Please don’t misunderstand—Taylor and I are not saying that there is no value in data exploration, because, without question, it can definitely lead to meaningful discoveries. And I continue to advocate that the goal of data profiling is not to find answers, but instead, to discover the right questions.
However, as Taylor explained, it is because “the only results that matter are business results” that data analysis should always “begin with the decision in mind. Find the decisions that are going to make a difference to business results—to the metrics that drive the organization. Then ask the analysts to look into those decisions and see what they might be able to predict that would help make better decisions.”
Once again, although Taylor is discussing predictive analytics, this cogent advice should guide all of your data analysis.
The Real Data Value is Business Insight
Returning to data quality assessments, which create and monitor metrics based on summary statistics provided by data profiling tools (like the ones shown in the mockup to the left), elevating what are low-level technical metrics up to the level of business relevance will often establish their correlation with business performance, but will not establish metrics that drive—or should drive—the organization.
Although built from the bottom-up by using, for the most part, the data value frequency distributions, these metrics lose sight of the top-down fact that business insight is where the real data value lies.
However, data quality metrics such as completeness, validity, accuracy, and uniqueness, which are just a few common examples, should definitely be created and monitored—unfortunately, a single straightforward metric called Business Insight doesn’t exist.
But let’s pretend that my other mockup metrics were real—50% of the data is inaccurate and there is an 11% duplicate rate.
Oh, no! The organization must be teetering on the edge of oblivion, right? Well, 50% accuracy does sound really bad, basically like your data’s accuracy is no better than flipping a coin. However, which data is inaccurate, and far more important, is the inaccurate data actually being used to make a business decision?
As for the duplicate rate, I am often surprised by the visceral reaction it can trigger, such as: “how can we possibly claim to truly understand who our most valuable customers are if we have an 11% duplicate rate?”
So, would reducing your duplicate rate to only 1% automatically result in better customer insight? Or would it simply mean that the data matching criteria was too conservative (e.g., requiring an exact match on all “critical” data fields), preventing you from discovering how many duplicate customers you have? (Or maybe the 11% indicates the matching criteria was too aggressive).
My point is that accuracy and duplicate rates are just numbers—what determines if they are a good number or a bad number?
The fundamental question that every data quality metric you create must answer is: How does this provide business insight?

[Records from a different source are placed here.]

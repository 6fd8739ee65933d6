pub mod connector;
pub mod handshake;
pub mod messages;
pub mod seeder;
pub mod session;
pub mod signal;

pub type PeerId20 = [u8; 20];
pub type HashedId20 = [u8; 20];

pub const PROTOCOL_V_1: &[u8; 19] = b"BitTorrent protocol";
// <pstrlen><pstr><reserved><info_hash><peer_id>
pub const HANDSHAKE_LEN: usize = 1 + 19 + 8 + 20 + 20;
impl Display for StopOutcome {
    fn fmt(&self, f: &mut std::fmt::Formatter<'_>) -> std::fmt::Result {
        write!(
            f,
            "{}",
            match self {
                StopOutcome::Stopped => "Stopped",
                StopOutcome::NotRunning => "No active session found",
            }
        )
    }
}

#[derive(Debug, Clone, Default, PartialEq, Eq)]
pub struct SessionStatus {
    pub running: bool,
    pub peer_addr: String,
    pub info_hash: String,
}

#[derive(Debug, Clone)]
pub struct SessionInfo {
    pub id: String,
    pub status: SessionStatus,
    pub speed: u64,
}

#[derive(Debug)]
struct SessionState {
    running: bool,
    peer_addr: String,
    info_hash: String,
    signal: StopSignal,
    // bumped on every start so a finished run can tell whether it is stale
    generation: u64,
    worker: Option<JoinHandle<()>>,
    stopped_at: Option<Instant>,
}

/// One caller's connection: its lifecycle state and live throughput.
#[derive(Debug)]
pub struct Session {
    id: String,
    speed: AtomicU64,
    state: Mutex<SessionState>,
}

impl Session {
    fn new(id: String) -> Self {
        let signal = StopSignal::new();
        // a stopped session holds an already fired signal
        signal.cancel();
        Session {
            id,
            speed: AtomicU64::new(0),
            state: Mutex::new(SessionState {
                running: false,
                peer_addr: String::new(),
                info_hash: String::new(),
                signal,
                generation: 0,
                worker: None,
                stopped_at: Some(Instant::now()),
            }),
        }
    }

    pub fn id(&self) -> &str {
        &self.id
    }

    fn lock_state(&self) -> MutexGuard<'_, SessionState> {
        self.state.lock().unwrap_or_else(PoisonError::into_inner)
    }

    pub fn status(&self) -> SessionStatus {
        let state = self.lock_state();
        SessionStatus {
            running: state.running,
            peer_addr: state.peer_addr.clone(),
            info_hash: state.info_hash.clone(),
        }
    }

    pub fn speed(&self) -> u64 {
        let state = self.lock_state();
        if state.running {
            self.speed.load(Ordering::Relaxed)
        } else {
            0
        }
    }

    fn stop(&self) -> StopOutcome {
        let mut state = self.lock_state();
        if !state.running {
            return StopOutcome::NotRunning;
        }
        state.signal.cancel();
        state.running = false;
        state.stopped_at = Some(Instant::now());
        self.speed.store(0, Ordering::Relaxed);
        StopOutcome::Stopped
    }

    /// Called by a run when it ends on its own. Only the current run may mark the
    /// session stopped.
    fn finish_run(&self, generation: u64) {
        let mut state = self.lock_state();
        if state.generation == generation && state.running {
            state.running = false;
            state.stopped_at = Some(Instant::now());
            state.signal.cancel();
            self.speed.store(0, Ordering::Relaxed);
        }
    }

    fn expired(&self, ttl: Duration, now: Instant) -> bool {
        let state = self.lock_state();
        // a cancelled run may still hold its socket until its task winds down
        !state.running
            && state.worker.as_ref().map_or(true, |w| w.is_finished())
            && state
                .stopped_at
                .is_some_and(|at| now.saturating_duration_since(at) > ttl)
    }
}

/// Maps caller identities to their sessions. Build one at start-up and share it.
#[derive(Debug, Default)]
pub struct Registry {
    sessions: RwLock<HashMap<String, Arc<Session>>>,
    config: RegistryConfig,
}

impl Registry {
    pub fn new(config: RegistryConfig) -> Self {
        Registry {
            sessions: RwLock::new(HashMap::new()),
            config,
        }
    }

    fn lookup(&self, id: &str) -> Option<Arc<Session>> {
        self.sessions
            .read()
            .unwrap_or_else(PoisonError::into_inner)
            .get(id)
            .cloned()
    }

    pub fn get_or_create(&self, id: &str) -> Arc<Session> {
        if let Some(session) = self.lookup(id) {
            return session;
        }
        let mut sessions = self.sessions.write().unwrap_or_else(PoisonError::into_inner);
        Arc::clone(
            sessions
                .entry(id.to_owned())
                .or_insert_with(|| Arc::new(Session::new(id.to_owned()))),
        )
    }

    /// Starts a connector run for `id` and returns straight away; how the run
    /// goes is only visible through `status` and `speed`.
    ///
    /// Must be called from within a tokio runtime.
    pub fn start(&self, id: &str, peer_addr: &str, info_hash: &str) -> Result<(), StartError> {
        parse_info_hash(info_hash)?;
        if peer_addr.is_empty() {
            return Err(StartError::MissingPeerAddr);
        }

        // the map stays read-locked until the session is marked running, so
        // eviction cannot detach it in between
        let (session, map_guard) = loop {
            let session = self.get_or_create(id);
            let sessions = self.sessions.read().unwrap_or_else(PoisonError::into_inner);
            if sessions.get(id).is_some_and(|s| Arc::ptr_eq(s, &session)) {
                break (session, sessions);
            }
        };
        let mut state = session.lock_state();
        if state.running {
            return Err(StartError::AlreadyRunning);
        }

        state.running = true;
        state.peer_addr = peer_addr.to_owned();
        state.info_hash = info_hash.to_owned();
        state.signal = StopSignal::new();
        state.generation += 1;
        state.stopped_at = None;
        session.speed.store(0, Ordering::Relaxed);

        let run = run_session(
            Arc::clone(&session),
            state.generation,
            state.worker.take(),
            state.signal.clone(),
            self.config.connector.clone(),
        );
        state.worker = Some(tokio::spawn(run));
        drop(state);
        drop(map_guard);

        info!("Started session: {id}");
        Ok(())
    }

    pub fn stop(&self, id: &str) -> StopOutcome {
        let outcome = match self.lookup(id) {
            Some(session) => session.stop(),
            None => StopOutcome::NotRunning,
        };
        match outcome {
            StopOutcome::Stopped => info!("Stopped session: {id}"),
            StopOutcome::NotRunning => debug!("Attempted to stop a session that is not running: {id}"),
        }
        outcome
    }

    pub fn status(&self, id: &str) -> SessionStatus {
        self.lookup(id)
            .map(|s| s.status())
            .unwrap_or_default()
    }

    pub fn speed(&self, id: &str) -> u64 {
        self.lookup(id).map_or(0, |s| s.speed())
    }

    pub fn list(&self) -> Vec<SessionInfo> {
        let sessions: Vec<Arc<Session>> = self
            .sessions
            .read()
            .unwrap_or_else(PoisonError::into_inner)
            .values()
            .cloned()
            .collect();
        let mut infos: Vec<SessionInfo> = sessions
            .iter()
            .map(|s| SessionInfo {
                id: s.id.clone(),
                status: s.status(),
                speed: s.speed(),
            })
            .collect();
        infos.sort_by(|a, b| a.id.cmp(&b.id));
        infos
    }

    /// Returns how many sessions were running.
    pub fn stop_all(&self) -> usize {
        let sessions: Vec<Arc<Session>> = self
            .sessions
            .read()
            .unwrap_or_else(PoisonError::into_inner)
            .values()
            .cloned()
            .collect();
        sessions
            .iter()
            .filter(|s| s.stop() == StopOutcome::Stopped)
            .count()
    }

    /// Drops sessions that have been stopped for longer than the configured
    /// expiry. Returns how many were removed.
    pub fn evict_expired(&self) -> usize {
        let ExpiryPolicy::AfterStopped(ttl) = self.config.expiry else {
            return 0;
        };
        let now = Instant::now();
        let mut sessions = self.sessions.write().unwrap_or_else(PoisonError::into_inner);
        let before = sessions.len();
        sessions.retain(|id, session| {
            let expired = session.expired(ttl, now);
            if expired {
                debug!("Evicting expired session: {id}");
            }
            !expired
        });
        before - sessions.len()
    }

    /// Periodically applies the expiry policy. Returns `None` under
    /// `ExpiryPolicy::Never`.
    pub fn spawn_reaper(self: &Arc<Self>, period: Duration) -> Option<JoinHandle<()>> {
        if self.config.expiry == ExpiryPolicy::Never {
            return None;
        }
        let registry = Arc::downgrade(self);
        Some(tokio::spawn(async move {
            let mut interval = tokio::time::interval(period);
            loop {
                interval.tick().await;
                let Some(registry) = registry.upgrade() else {
                    break;
                };
                let evicted = registry.evict_expired();
                if evicted > 0 {
                    info!("Evicted {evicted} expired sessions");
                }
            }
        }))
    }
}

If a data quality (or any other data) metric can not answer this question, then it is meaningless. Meaningful metrics always represent business insight because they were created by beginning with the business decisions in mind. Otherwise, your metrics could provide the comforting, but false, impression that all is well, or you could raise red flags that are really red herrings.
Instead of beginning data analysis with the business decisions in mind, many organizations begin with only the data in mind, which results in creating and monitoring data quality metrics that provide little, if any, business insight and decision support.
Although analyzing your data values is important, you must always remember that the real data value is business insight.